*What you should do*: Output all of the entries below precisely as written.

╭─ Task data

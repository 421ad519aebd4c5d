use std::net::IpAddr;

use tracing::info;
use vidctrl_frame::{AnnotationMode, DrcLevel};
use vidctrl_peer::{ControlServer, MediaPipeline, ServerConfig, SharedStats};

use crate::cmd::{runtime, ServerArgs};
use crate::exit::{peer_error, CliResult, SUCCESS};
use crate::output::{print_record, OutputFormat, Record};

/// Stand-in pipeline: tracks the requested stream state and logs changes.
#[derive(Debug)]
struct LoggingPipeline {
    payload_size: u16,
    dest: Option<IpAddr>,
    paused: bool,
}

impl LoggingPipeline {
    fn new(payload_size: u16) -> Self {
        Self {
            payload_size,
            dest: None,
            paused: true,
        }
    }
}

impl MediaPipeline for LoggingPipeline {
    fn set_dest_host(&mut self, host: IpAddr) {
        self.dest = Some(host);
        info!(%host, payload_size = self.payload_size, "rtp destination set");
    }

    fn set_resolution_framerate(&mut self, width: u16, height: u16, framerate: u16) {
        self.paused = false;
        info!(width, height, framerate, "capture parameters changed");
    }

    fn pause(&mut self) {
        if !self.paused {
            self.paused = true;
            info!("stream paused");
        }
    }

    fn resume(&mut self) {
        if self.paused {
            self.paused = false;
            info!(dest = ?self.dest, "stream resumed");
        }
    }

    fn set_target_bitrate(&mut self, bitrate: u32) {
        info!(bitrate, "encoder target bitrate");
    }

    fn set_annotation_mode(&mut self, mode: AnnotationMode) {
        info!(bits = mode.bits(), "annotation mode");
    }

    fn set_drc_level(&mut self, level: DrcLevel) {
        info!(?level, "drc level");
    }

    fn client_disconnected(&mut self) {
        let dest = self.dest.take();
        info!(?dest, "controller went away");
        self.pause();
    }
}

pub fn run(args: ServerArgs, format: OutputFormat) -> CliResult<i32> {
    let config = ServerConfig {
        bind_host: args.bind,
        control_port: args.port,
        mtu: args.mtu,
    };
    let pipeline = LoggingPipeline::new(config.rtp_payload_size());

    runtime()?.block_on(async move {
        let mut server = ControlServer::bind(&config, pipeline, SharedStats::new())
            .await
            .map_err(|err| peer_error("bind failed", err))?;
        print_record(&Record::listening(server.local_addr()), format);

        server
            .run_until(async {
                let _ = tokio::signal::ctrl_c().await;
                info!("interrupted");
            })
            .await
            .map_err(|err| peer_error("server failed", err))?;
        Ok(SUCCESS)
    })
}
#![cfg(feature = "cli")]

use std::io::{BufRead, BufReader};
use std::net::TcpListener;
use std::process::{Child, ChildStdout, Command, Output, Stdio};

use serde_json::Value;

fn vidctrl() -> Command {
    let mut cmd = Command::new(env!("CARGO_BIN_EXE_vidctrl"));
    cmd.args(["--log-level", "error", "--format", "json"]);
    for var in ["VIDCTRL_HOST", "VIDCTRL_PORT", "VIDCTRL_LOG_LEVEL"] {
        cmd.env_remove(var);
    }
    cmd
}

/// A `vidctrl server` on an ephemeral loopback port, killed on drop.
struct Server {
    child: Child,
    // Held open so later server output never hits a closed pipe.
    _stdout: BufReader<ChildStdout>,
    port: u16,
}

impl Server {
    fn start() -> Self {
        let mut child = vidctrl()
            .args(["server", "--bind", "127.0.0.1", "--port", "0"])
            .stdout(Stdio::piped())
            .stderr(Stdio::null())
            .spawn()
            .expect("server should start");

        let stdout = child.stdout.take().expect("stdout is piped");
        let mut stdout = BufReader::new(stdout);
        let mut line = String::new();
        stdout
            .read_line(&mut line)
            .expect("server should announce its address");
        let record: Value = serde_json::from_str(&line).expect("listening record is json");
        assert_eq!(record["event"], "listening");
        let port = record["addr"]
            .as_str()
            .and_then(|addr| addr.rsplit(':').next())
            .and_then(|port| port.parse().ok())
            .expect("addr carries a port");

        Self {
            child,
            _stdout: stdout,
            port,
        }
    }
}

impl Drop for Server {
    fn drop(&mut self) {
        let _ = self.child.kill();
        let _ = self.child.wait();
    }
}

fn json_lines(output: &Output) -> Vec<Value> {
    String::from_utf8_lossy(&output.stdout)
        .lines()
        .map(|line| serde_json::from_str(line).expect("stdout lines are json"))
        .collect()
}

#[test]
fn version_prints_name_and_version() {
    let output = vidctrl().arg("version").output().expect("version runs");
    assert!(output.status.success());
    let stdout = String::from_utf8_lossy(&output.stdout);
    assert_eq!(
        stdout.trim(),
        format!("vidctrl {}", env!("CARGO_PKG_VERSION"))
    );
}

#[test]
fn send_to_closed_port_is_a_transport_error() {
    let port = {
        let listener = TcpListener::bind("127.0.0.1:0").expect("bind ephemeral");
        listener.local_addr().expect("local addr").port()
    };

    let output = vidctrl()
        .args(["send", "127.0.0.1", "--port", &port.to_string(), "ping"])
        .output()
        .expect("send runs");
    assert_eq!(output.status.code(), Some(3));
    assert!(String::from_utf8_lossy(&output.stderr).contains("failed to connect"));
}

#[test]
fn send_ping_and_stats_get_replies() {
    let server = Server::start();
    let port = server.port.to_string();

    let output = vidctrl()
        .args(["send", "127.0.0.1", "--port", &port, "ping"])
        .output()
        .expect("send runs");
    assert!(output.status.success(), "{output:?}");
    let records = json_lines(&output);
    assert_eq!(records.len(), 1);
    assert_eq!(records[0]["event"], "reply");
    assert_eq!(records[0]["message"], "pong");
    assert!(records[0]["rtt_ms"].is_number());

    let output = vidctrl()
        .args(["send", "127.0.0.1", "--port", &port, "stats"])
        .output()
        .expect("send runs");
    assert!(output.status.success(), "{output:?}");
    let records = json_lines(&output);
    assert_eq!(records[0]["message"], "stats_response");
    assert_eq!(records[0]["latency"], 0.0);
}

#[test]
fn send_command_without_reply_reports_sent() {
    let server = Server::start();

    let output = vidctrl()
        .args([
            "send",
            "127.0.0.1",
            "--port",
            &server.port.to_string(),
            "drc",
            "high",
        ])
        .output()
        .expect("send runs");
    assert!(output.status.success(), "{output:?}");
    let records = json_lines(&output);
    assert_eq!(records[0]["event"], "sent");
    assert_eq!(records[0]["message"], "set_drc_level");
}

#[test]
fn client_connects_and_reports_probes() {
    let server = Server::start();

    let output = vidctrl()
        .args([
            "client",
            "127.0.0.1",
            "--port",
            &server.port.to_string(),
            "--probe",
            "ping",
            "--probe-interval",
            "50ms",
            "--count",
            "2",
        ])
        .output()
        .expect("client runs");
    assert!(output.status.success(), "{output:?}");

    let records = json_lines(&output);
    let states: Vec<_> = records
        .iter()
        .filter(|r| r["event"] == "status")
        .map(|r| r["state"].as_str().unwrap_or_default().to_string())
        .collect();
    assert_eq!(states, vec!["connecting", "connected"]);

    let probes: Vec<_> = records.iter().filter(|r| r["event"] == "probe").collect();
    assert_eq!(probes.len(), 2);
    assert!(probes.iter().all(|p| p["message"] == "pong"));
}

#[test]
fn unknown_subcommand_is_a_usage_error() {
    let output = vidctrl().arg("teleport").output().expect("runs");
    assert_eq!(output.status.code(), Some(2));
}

╰─

*Answer*:
repository 421ad519aebd4c5d
use std::net::IpAddr;

use tracing::info;
use vidctrl_frame::{AnnotationMode, DrcLevel};
use vidctrl_peer::{ControlServer, MediaPipeline, ServerConfig, SharedStats};

use crate::cmd::{runtime, ServerArgs};
use crate::exit::{peer_error, CliResult, SUCCESS};
use crate::output::{print_record, OutputFormat, Record};

/// Stand-in pipeline: tracks the requested stream state and logs changes.
#[derive(Debug)]
struct LoggingPipeline {
    payload_size: u16,
    dest: Option<IpAddr>,
    paused: bool,
}

impl LoggingPipeline {
    fn new(payload_size: u16) -> Self {
        Self {
            payload_size,
            dest: None,
            paused: true,
        }
    }
}

impl MediaPipeline for LoggingPipeline {
    fn set_dest_host(&mut self, host: IpAddr) {
        self.dest = Some(host);
        info!(%host, payload_size = self.payload_size, "rtp destination set");
    }

    fn set_resolution_framerate(&mut self, width: u16, height: u16, framerate: u16) {
        self.paused = false;
        info!(width, height, framerate, "capture parameters changed");
    }

    fn pause(&mut self) {
        if !self.paused {
            self.paused = true;
            info!("stream paused");
        }
    }

    fn resume(&mut self) {
        if self.paused {
            self.paused = false;
            info!(dest = ?self.dest, "stream resumed");
        }
    }

    fn set_target_bitrate(&mut self, bitrate: u32) {
        info!(bitrate, "encoder target bitrate");
    }

    fn set_annotation_mode(&mut self, mode: AnnotationMode) {
        info!(bits = mode.bits(), "annotation mode");
    }

    fn set_drc_level(&mut self, level: DrcLevel) {
        info!(?level, "drc level");
    }

    fn client_disconnected(&mut self) {
        let dest = self.dest.take();
        info!(?dest, "controller went away");
        self.pause();
    }
}

pub fn run(args: ServerArgs, format: OutputFormat) -> CliResult<i32> {
    let config = ServerConfig {
        bind_host: args.bind,
        control_port: args.port,
        mtu: args.mtu,
    };
    let pipeline = LoggingPipeline::new(config.rtp_payload_size());

    runtime()?.block_on(async move {
        let mut server = ControlServer::bind(&config, pipeline, SharedStats::new())
            .await
            .map_err(|err| peer_error("bind failed", err))?;
        print_record(&Record::listening(server.local_addr()), format);

        server
            .run_until(async {
                let _ = tokio::signal::ctrl_c().await;
                info!("interrupted");
            })
            .await
            .map_err(|err| peer_error("server failed", err))?;
        Ok(SUCCESS)
    })
}
#![cfg(feature = "cli")]

use std::io::{BufRead, BufReader};
use std::net::TcpListener;
use std::process::{Child, ChildStdout, Command, Output, Stdio};

use serde_json::Value;

fn vidctrl() -> Command {
    let mut cmd = Command::new(env!("CARGO_BIN_EXE_vidctrl"));
    cmd.args(["--log-level", "error", "--format", "json"]);
    for var in ["VIDCTRL_HOST", "VIDCTRL_PORT", "VIDCTRL_LOG_LEVEL"] {
        cmd.env_remove(var);
    }
    cmd
}

/// A `vidctrl server` on an ephemeral loopback port, killed on drop.
struct Server {
    child: Child,
    // Held open so later server output never hits a closed pipe.
    _stdout: BufReader<ChildStdout>,
    port: u16,
}

impl Server {
    fn start() -> Self {
        let mut child = vidctrl()
            .args(["server", "--bind", "127.0.0.1", "--port", "0"])
            .stdout(Stdio::piped())
            .stderr(Stdio::null())
            .spawn()
            .expect("server should start");

        let stdout = child.stdout.take().expect("stdout is piped");
        let mut stdout = BufReader::new(stdout);
        let mut line = String::new();
        stdout
            .read_line(&mut line)
            .expect("server should announce its address");
        let record: Value = serde_json::from_str(&line).expect("listening record is json");
        assert_eq!(record["event"], "listening");
        let port = record["addr"]
            .as_str()
            .and_then(|addr| addr.rsplit(':').next())
            .and_then(|port| port.parse().ok())
            .expect("addr carries a port");

        Self {
            child,
            _stdout: stdout,
            port,
        }
    }
}

impl Drop for Server {
    fn drop(&mut self) {
        let _ = self.child.kill();
        let _ = self.child.wait();
    }
}

fn json_lines(output: &Output) -> Vec<Value> {
    String::from_utf8_lossy(&output.stdout)
        .lines()
        .map(|line| serde_json::from_str(line).expect("stdout lines are json"))
        .collect()
}

#[test]
fn version_prints_name_and_version() {
    let output = vidctrl().arg("version").output().expect("version runs");
    assert!(output.status.success());
    let stdout = String::from_utf8_lossy(&output.stdout);
    assert_eq!(
        stdout.trim(),
        format!("vidctrl {}", env!("CARGO_PKG_VERSION"))
    );
}

#[test]
fn send_to_closed_port_is_a_transport_error() {
    let port = {
        let listener = TcpListener::bind("127.0.0.1:0").expect("bind ephemeral");
        listener.local_addr().expect("local addr").port()
    };

    let output = vidctrl()
        .args(["send", "127.0.0.1", "--port", &port.to_string(), "ping"])
        .output()
        .expect("send runs");
    assert_eq!(output.status.code(), Some(3));
    assert!(String::from_utf8_lossy(&output.stderr).contains("failed to connect"));
}

#[test]
fn send_ping_and_stats_get_replies() {
    let server = Server::start();
    let port = server.port.to_string();

    let output = vidctrl()
        .args(["send", "127.0.0.1", "--port", &port, "ping"])
        .output()
        .expect("send runs");
    assert!(output.status.success(), "{output:?}");
    let records = json_lines(&output);
    assert_eq!(records.len(), 1);
    assert_eq!(records[0]["event"], "reply");
    assert_eq!(records[0]["message"], "pong");
    assert!(records[0]["rtt_ms"].is_number());

    let output = vidctrl()
        .args(["send", "127.0.0.1", "--port", &port, "stats"])
        .output()
        .expect("send runs");
    assert!(output.status.success(), "{output:?}");
    let records = json_lines(&output);
    assert_eq!(records[0]["message"], "stats_response");
    assert_eq!(records[0]["latency"], 0.0);
}

#[test]
fn send_command_without_reply_reports_sent() {
    let server = Server::start();

    let output = vidctrl()
        .args([
            "send",
            "127.0.0.1",
            "--port",
            &server.port.to_string(),
            "drc",
            "high",
        ])
        .output()
        .expect("send runs");
    assert!(output.status.success(), "{output:?}");
    let records = json_lines(&output);
    assert_eq!(records[0]["event"], "sent");
    assert_eq!(records[0]["message"], "set_drc_level");
}

#[test]
fn client_connects_and_reports_probes() {
    let server = Server::start();

    let output = vidctrl()
        .args([
            "client",
            "127.0.0.1",
            "--port",
            &server.port.to_string(),
            "--probe",
            "ping",
            "--probe-interval",
            "50ms",
            "--count",
            "2",
        ])
        .output()
        .expect("client runs");
    assert!(output.status.success(), "{output:?}");

    let records = json_lines(&output);
    let states: Vec<_> = records
        .iter()
        .filter(|r| r["event"] == "status")
        .map(|r| r["state"].as_str().unwrap_or_default().to_string())
        .collect();
    assert_eq!(states, vec!["connecting", "connected"]);

    let probes: Vec<_> = records.iter().filter(|r| r["event"] == "probe").collect();
    assert_eq!(probes.len(), 2);
    assert!(probes.iter().all(|p| p["message"] == "pong"));
}

#[test]
fn unknown_subcommand_is_a_usage_error() {
    let output = vidctrl().arg("teleport").output().expect("runs");
    assert_eq!(output.status.code(), Some(2));
}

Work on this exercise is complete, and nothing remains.